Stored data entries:

----

//! Notification repository trait.

use async_trait::async_trait;

use super::error::RepositoryResult;
use crate::api::{NewNotification, Notification, NotificationId, UserId};

/// Repository trait for per-user notification rows.
///
/// Fan-out happens in the service layer: one insert per affected user
/// at the moment of the triggering event, no batching.
#[async_trait]
pub trait NotificationRepository: Send + Sync {
    /// Insert a notification row (unread).
    async fn insert_notification(&self, new: NewNotification) -> RepositoryResult<Notification>;

    /// A user's notifications, newest first, optionally unread only.
    async fn list_notifications(
        &self,
        user: UserId,
        unread_only: bool,
    ) -> RepositoryResult<Vec<Notification>>;

    /// Mark one of the user's notifications read.
    ///
    /// # Returns
    /// * `Ok(Some(Notification))` - The updated row
    /// * `Ok(None)` - No such notification, or it belongs to someone else
    async fn mark_notification_read(
        &self,
        id: NotificationId,
        user: UserId,
    ) -> RepositoryResult<Option<Notification>>;

    /// Mark all of the user's notifications read.
    ///
    /// # Returns
    /// * `Ok(usize)` - Number of rows flipped to read
    async fn mark_all_notifications_read(&self, user: UserId) -> RepositoryResult<usize>;
}
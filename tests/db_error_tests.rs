//! Tests for db::repository::error module.

use goal_tracker::db::repository::{ErrorContext, RepositoryError};

#[test]
fn test_error_context_new() {
    let ctx = ErrorContext::new("test_operation");
    assert_eq!(ctx.operation, Some("test_operation".to_string()));
    assert!(ctx.entity.is_none());
    assert!(ctx.entity_id.is_none());
    assert!(ctx.details.is_none());
    assert!(!ctx.retryable);
}

#[test]
fn test_error_context_with_entity() {
    let ctx = ErrorContext::new("op").with_entity("goal");
    assert_eq!(ctx.entity, Some("goal".to_string()));
}

#[test]
fn test_error_context_with_entity_id() {
    let ctx = ErrorContext::new("op").with_entity_id(123);
    assert_eq!(ctx.entity_id, Some("123".to_string()));
}

#[test]
fn test_error_context_with_details() {
    let ctx = ErrorContext::new("op").with_details("some details");
    assert_eq!(ctx.details, Some("some details".to_string()));
}

#[test]
fn test_error_context_retryable() {
    let ctx = ErrorContext::new("op").retryable();
    assert!(ctx.retryable);
}

#[test]
fn test_error_context_chaining() {
    let ctx = ErrorContext::new("insert_goal")
        .with_entity("goal")
        .with_entity_id(42)
        .with_details("timeout occurred")
        .retryable();

    assert_eq!(ctx.operation, Some("insert_goal".to_string()));
    assert_eq!(ctx.entity, Some("goal".to_string()));
    assert_eq!(ctx.entity_id, Some("42".to_string()));
    assert_eq!(ctx.details, Some("timeout occurred".to_string()));
    assert!(ctx.retryable);
}

#[test]
fn test_error_context_display() {
    let ctx = ErrorContext::new("test_op")
        .with_entity("test_entity")
        .with_entity_id("123");

    let display = format!("{}", ctx);
    assert!(display.contains("operation=test_op"));
    assert!(display.contains("entity=test_entity"));
    assert!(display.contains("id=123"));
}

#[test]
fn test_error_context_display_retryable() {
    let ctx = ErrorContext::new("op").retryable();
    let display = format!("{}", ctx);
    assert!(display.contains("retryable=true"));
}

#[test]
fn test_error_context_display_with_details() {
    let ctx = ErrorContext::new("op").with_details("extra info");
    let display = format!("{}", ctx);
    assert!(display.contains("details=extra info"));
}

#[test]
fn test_error_context_default() {
    let ctx = ErrorContext::default();
    assert!(ctx.operation.is_none());
    assert!(ctx.entity.is_none());
    assert!(ctx.entity_id.is_none());
    assert!(ctx.details.is_none());
    assert!(!ctx.retryable);
}

#[test]
fn test_error_context_debug() {
    let ctx = ErrorContext::new("test");
    let debug_str = format!("{:?}", ctx);
    assert!(debug_str.contains("ErrorContext"));
}

#[test]
fn test_repository_error_connection() {
    let err = RepositoryError::connection("connection failed");
    assert!(err.to_string().contains("Connection error"));
    assert!(err.to_string().contains("connection failed"));
}

#[test]
fn test_repository_error_connection_with_context() {
    let ctx = ErrorContext::new("connect").with_entity("database");
    let err = RepositoryError::connection_with_context("failed to connect", ctx);
    let err_str = err.to_string();
    assert!(err_str.contains("Connection error"));
    assert!(err_str.contains("failed to connect"));
    assert!(err_str.contains("operation=connect"));
}

#[test]
fn test_repository_error_query() {
    let err = RepositoryError::query("invalid SQL");
    assert!(err.to_string().contains("Query error"));
    assert!(err.to_string().contains("invalid SQL"));
}

#[test]
fn test_repository_error_not_found() {
    let err = RepositoryError::not_found("goal not found");
    assert!(err.to_string().contains("Not found"));
    assert!(err.to_string().contains("goal not found"));
}

#[test]
fn test_repository_error_not_found_entity() {
    let err = RepositoryError::not_found_entity("team", 7);
    let err_str = err.to_string();
    assert!(err_str.contains("team not found"));
    assert!(err_str.contains("entity=team"));
    assert!(err_str.contains("id=7"));
}

#[test]
fn test_repository_error_validation() {
    let err = RepositoryError::validation("invalid data");
    assert!(err.to_string().contains("validation error"));
    assert!(err.to_string().contains("invalid data"));
}

#[test]
fn test_repository_error_constraint_violation() {
    let err = RepositoryError::constraint_violation("duplicate email", "users_email_unique");
    let err_str = err.to_string();
    assert!(err_str.contains("validation error"));
    assert!(err_str.contains("duplicate email"));
    assert!(err_str.contains("constraint=users_email_unique"));
}

#[test]
fn test_repository_error_configuration() {
    let err = RepositoryError::configuration("missing config");
    assert!(err.to_string().contains("Configuration error"));
    assert!(err.to_string().contains("missing config"));
}

#[test]
fn test_repository_error_internal() {
    let err = RepositoryError::internal("unexpected state");
    assert!(err.to_string().contains("Internal error"));
    assert!(err.to_string().contains("unexpected state"));
}

#[test]
fn test_repository_error_transaction() {
    let err = RepositoryError::transaction("commit failed");
    assert!(err.to_string().contains("Transaction error"));
    assert!(err.to_string().contains("commit failed"));
}

#[test]
fn test_repository_error_timeout() {
    let err = RepositoryError::timeout("operation timed out");
    assert!(err.to_string().contains("Timeout error"));
    assert!(err.to_string().contains("operation timed out"));
}

#[test]
fn test_repository_error_is_retryable_connection() {
    let err = RepositoryError::connection("temp failure");
    assert!(err.is_retryable());
}

#[test]
fn test_repository_error_is_retryable_timeout() {
    let err = RepositoryError::timeout("timeout");
    assert!(err.is_retryable());
}

#[test]
fn test_repository_error_is_retryable_not_found() {
    let err = RepositoryError::not_found("missing");
    assert!(!err.is_retryable());
}

#[test]
fn test_repository_error_is_retryable_validation() {
    let err = RepositoryError::validation("invalid");
    assert!(!err.is_retryable());
}

#[test]
fn test_repository_error_is_not_found() {
    assert!(RepositoryError::not_found("missing").is_not_found());
    assert!(RepositoryError::not_found_entity("goal", 1).is_not_found());
    assert!(!RepositoryError::validation("invalid").is_not_found());
    assert!(!RepositoryError::internal("boom").is_not_found());
}

#[test]
fn test_repository_error_with_operation() {
    let err = RepositoryError::query("error").with_operation("fetch_goal");
    let err_str = err.to_string();
    assert!(err_str.contains("operation=fetch_goal"));
}

#[test]
fn test_repository_error_debug() {
    let err = RepositoryError::internal("test");
    let debug_str = format!("{:?}", err);
    assert!(debug_str.contains("InternalError"));
}

#[test]
fn test_repository_result_ok() {
    use goal_tracker::db::repository::RepositoryResult;
    let result: RepositoryResult<i32> = Ok(42);
    assert!(result.is_ok());
    assert_eq!(*result.as_ref().unwrap(), 42);
}

#[test]
fn test_repository_result_err() {
    use goal_tracker::db::repository::RepositoryResult;
    let result: RepositoryResult<i32> = Err(RepositoryError::not_found("test"));
    assert!(result.is_err());
}
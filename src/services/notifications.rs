//! Notification listing and read-marking, plus the fan-out writer the
//! other services use.

use crate::api::{NewNotification, Notification, NotificationId};
use crate::auth::AuthenticatedUser;
use crate::db::repository::FullRepository;

use super::{ServiceError, ServiceResult};

/// Insert a notification, swallowing failures.
///
/// Fan-out is best effort: a failed insert must never fail the operation
/// that triggered it. There is no retry and no delivery guarantee.
pub(crate) async fn notify_quietly(repo: &dyn FullRepository, new: NewNotification) {
    if let Err(e) = repo.insert_notification(new).await {
        log::warn!("notification insert failed: {}", e);
    }
}

/// List the caller's notifications, newest first.
pub async fn list_notifications(
    repo: &dyn FullRepository,
    user: &AuthenticatedUser,
    unread_only: bool,
) -> ServiceResult<Vec<Notification>> {
    Ok(repo.list_notifications(user.user_id, unread_only).await?)
}

/// Mark one of the caller's notifications as read.
///
/// Rows belonging to other users are reported as missing.
pub async fn mark_read(
    repo: &dyn FullRepository,
    user: &AuthenticatedUser,
    id: NotificationId,
) -> ServiceResult<Notification> {
    repo.mark_notification_read(id, user.user_id)
        .await?
        .ok_or_else(|| ServiceError::NotFound("Notification not found".to_string()))
}

/// Mark all of the caller's notifications as read. Returns how many changed.
pub async fn mark_all_read(
    repo: &dyn FullRepository,
    user: &AuthenticatedUser,
) -> ServiceResult<usize> {
    Ok(repo.mark_all_notifications_read(user.user_id).await?)
}

#[cfg(test)]
mod tests {
    use super::*;
    use crate::api::NotificationKind;
    use crate::db::repositories::LocalRepository;
    use crate::db::repository::NotificationRepository;
    use crate::services::testing::{acting, user};

    async fn seed(repo: &LocalRepository, target: crate::api::UserId, n: usize) {
        for i in 0..n {
            repo.insert_notification(NewNotification {
                user_id: target,
                kind: NotificationKind::TeamMemberAdded,
                title: format!("note {i}"),
                message: "hello".to_string(),
                related_id: None,
            })
            .await
            .unwrap();
        }
    }

    #[tokio::test]
    async fn read_marking_is_scoped_to_the_owner() {
        let repo = LocalRepository::new();
        let alice = user(&repo, "alice@example.com").await;
        let bob = user(&repo, "bob@example.com").await;
        seed(&repo, alice.id, 1).await;

        let note = list_notifications(&repo, &acting(&alice), false)
            .await
            .unwrap()
            .remove(0);

        // Bob cannot mark Alice's notification.
        let err = mark_read(&repo, &acting(&bob), note.id).await.unwrap_err();
        assert!(matches!(err, ServiceError::NotFound(_)));

        let marked = mark_read(&repo, &acting(&alice), note.id).await.unwrap();
        assert!(marked.read);
    }

    #[tokio::test]
    async fn unread_filter_and_mark_all() {
        let repo = LocalRepository::new();
        let alice = user(&repo, "alice@example.com").await;
        seed(&repo, alice.id, 3).await;

        let all = list_notifications(&repo, &acting(&alice), false)
            .await
            .unwrap();
        assert_eq!(all.len(), 3);

        mark_read(&repo, &acting(&alice), all[0].id).await.unwrap();
        let unread = list_notifications(&repo, &acting(&alice), true)
            .await
            .unwrap();
        assert_eq!(unread.len(), 2);

        let changed = mark_all_read(&repo, &acting(&alice)).await.unwrap();
        assert_eq!(changed, 2);
        assert!(list_notifications(&repo, &acting(&alice), true)
            .await
            .unwrap()
            .is_empty());
    }
}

----

Brief: Look through the entries above, and wherever a line holds the string "NotFound", copy it.

Exercise output:
        .ok_or_else(|| ServiceError::NotFound("Notification not found".to_string()))
        assert!(matches!(err, ServiceError::NotFound(_)));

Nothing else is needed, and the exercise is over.